First recorded by Peggy Seeger (1957).
Also recorded by The Kingston Trio (1962), Joe & Eddie (1963), Peter, Paul & Mary (1965).
Hit version by Roberta Flack (recorded 1969, US #1/MOR #1/CAN #1/UK #14/AUS #1/NZ #17/SA #2 1972).

From the wiki: “‘The First Time Ever I Saw Your Face’ is a 1957 folk song written by British political singer/songwriter Ewan MacColl for Peggy Seeger (half-sister of folk singer Pete Seeger), who would later become his wife, to sing. At the time the couple were lovers, although MacColl was married to someone else. Seeger sang the song when the duo performed in folk clubs around Britain.

“During the 1960s, it was recorded by various folk singers before becoming a major international pop hit for Roberta Flack when re-released in 1972 (after its original album release, on First Take, in 1969) following the song’s inclusion in the 1971 movie Play Misty for Me.

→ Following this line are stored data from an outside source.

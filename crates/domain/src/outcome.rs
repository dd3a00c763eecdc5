//! Collection outcome — the single result of one BLE collection cycle.

use std::fmt;

use crate::reading::SensorReading;

/// Result of one discover → connect → subscribe → await → teardown cycle.
///
/// Every cycle produces exactly one outcome. Only [`Success`](Self::Success)
/// carries a reading; all other variants describe why the cycle was skipped.
/// Outcomes are never persisted.
#[derive(Debug, Clone, PartialEq)]
pub enum CollectionOutcome {
    /// A notification was received and decoded.
    Success(SensorReading),
    /// The device did not show up within the discovery timeout.
    DeviceNotFound,
    /// The transport-level connection could not be established.
    ConnectFailed,
    /// No notification arrived within the notification timeout.
    NotificationTimeout,
    /// A notification arrived but had the wrong length.
    MalformedPayload {
        /// Number of bytes actually received.
        length: usize,
    },
    /// Any other BLE stack failure (adapter missing, subscription refused, …).
    TransportError(String),
}

impl CollectionOutcome {
    /// Stable label used as a structured log field.
    #[must_use]
    pub fn kind(&self) -> &'static str {
        match self {
            Self::Success(_) => "success",
            Self::DeviceNotFound => "device_not_found",
            Self::ConnectFailed => "connect_failed",
            Self::NotificationTimeout => "notification_timeout",
            Self::MalformedPayload { .. } => "malformed_payload",
            Self::TransportError(_) => "transport_error",
        }
    }

    #[must_use]
    pub fn is_success(&self) -> bool {
        matches!(self, Self::Success(_))
    }

    /// Consume the outcome, returning the reading on success.
    #[must_use]
    pub fn into_reading(self) -> Option<SensorReading> {
        match self {
            Self::Success(reading) => Some(reading),
            _ => None,
        }
    }
}

impl fmt::Display for CollectionOutcome {
    fn fmt(&self, f: &mut fmt::Formatter<'_>) -> fmt::Result {
        match self {
            Self::Success(reading) => write!(
                f,
                "reading T={:.2}°C H={}%",
                reading.temperature, reading.humidity
            ),
            Self::DeviceNotFound => f.write_str("device not found"),
            Self::ConnectFailed => f.write_str("connection failed"),
            Self::NotificationTimeout => f.write_str("timed out waiting for notification"),
            Self::MalformedPayload { length } => {
                write!(f, "malformed payload of {length} bytes")
            }
            Self::TransportError(detail) => write!(f, "transport error: {detail}"),
        }
    }
}

#[cfg(test)]
mod tests {
    use super::*;
    use crate::time::now;

    #[test]
    fn should_label_every_variant() {
        let reading = SensorReading::new(21.35, 47, now());
        let labels = [
            CollectionOutcome::Success(reading).kind(),
            CollectionOutcome::DeviceNotFound.kind(),
            CollectionOutcome::ConnectFailed.kind(),
            CollectionOutcome::NotificationTimeout.kind(),
            CollectionOutcome::MalformedPayload { length: 3 }.kind(),
            CollectionOutcome::TransportError("boom".to_owned()).kind(),
        ];
        assert_eq!(
            labels,
            [
                "success",
                "device_not_found",
                "connect_failed",
                "notification_timeout",
                "malformed_payload",
                "transport_error",
            ]
        );
    }

    #[test]
    fn should_only_yield_reading_on_success() {
        let reading = SensorReading::new(20.55, 0, now());
        assert_eq!(
            CollectionOutcome::Success(reading.clone()).into_reading(),
            Some(reading)
        );
        assert_eq!(CollectionOutcome::NotificationTimeout.into_reading(), None);
        assert!(!CollectionOutcome::ConnectFailed.is_success());
    }

    #[test]
    fn should_display_malformed_payload_length() {
        let outcome = CollectionOutcome::MalformedPayload { length: 7 };
        assert_eq!(outcome.to_string(), "malformed payload of 7 bytes");
    }
}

“There are two conflicting accounts of the origin of the song. MacColl claimed he wrote the song for Seeger after she asked him to pen a song for a play she was in. He wrote the song and taught it to Seeger over the telephone. Peggy Seeger, on the other hand, claimed that MacColl, with whom she’d begun an affair in 1957, used to send her tapes to listen to while they were apart and that the song was on one of them.

“The song entered the pop mainstream when it was released (as ‘The First Time’) by The Kingston Trio on its 1962 hit album New Frontier and in subsequent years by other pop folk groups such as Peter, Paul & Mary, the Brothers Four, the Chad Mitchell Trio, and others.

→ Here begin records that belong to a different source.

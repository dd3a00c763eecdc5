//! Application services — use-case implementations.
//!
//! Each service struct accepts port trait implementations via generic parameters
//! (constructor injection), keeping this layer decoupled from concrete adapters.

pub mod collection_scheduler;
pub mod reading_service;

“The song was recorded by Roberta Flack in 1969. She knew the song from the Joe & Eddie version which appeared on that folk duo’s 1963 album Coast to Coast (as ‘The First Time’). Flack would regularly perform ‘The First Time Ever I Saw Your Face’ in her set-list at the Pennsylvania Avenue club Mr Henry’s where Flack was hired as resident singer in 1968. In February 1969, Flack would record the song for her debut album First Take, an arrangement that was much slower-paced and more than twice the two and a half minute length of Seeger’s original.

“Flack’s recording might have gone unnoticed if not for its use in the movie Play Misty For Me, Clint Eastwood’s directorial debut. She would recall how Eastwood, who had heard her version of ‘The First Time…’ on his car radio while driving down the LA Freeway, phoned out of the blue to her Alexandria (Virginia) home, remembering ‘[Eastwood said:] ‘I’d like to use your song in this movie…about a disc jockey [with] a lot of music in it. I’d use it in the only part of the movie where there’s absolute love.’ I said okay. We discussed the money. [Eastwood would pay $2000 to use the song.] He said: ‘Anything else?’ And I said: ‘I want to do it over again. It’s too slow.’ He said: ‘No, it’s not.’ ‘

“Released as a single in 1972, three years after its recording and original album track release, Flack’s ‘The First Time Ever I Saw Your Face’ topped music charts in the U.S., Canada, and Australia.

“Songwriter MacColl himself made no secret of the fact that he disliked all of the cover versions of the song. His daughter-in-law wrote: ‘He hated all of them. He had a special section in his record collection for them, entitled ‘The Chamber of Horrors.’ He said that the Elvis version (1972) was like ‘Romeo at the bottom of the Post Office Tower singing up to Juliet.’ And the other versions, he thought, were travesties: bludgeoning, histrionic, and lacking in grace.'”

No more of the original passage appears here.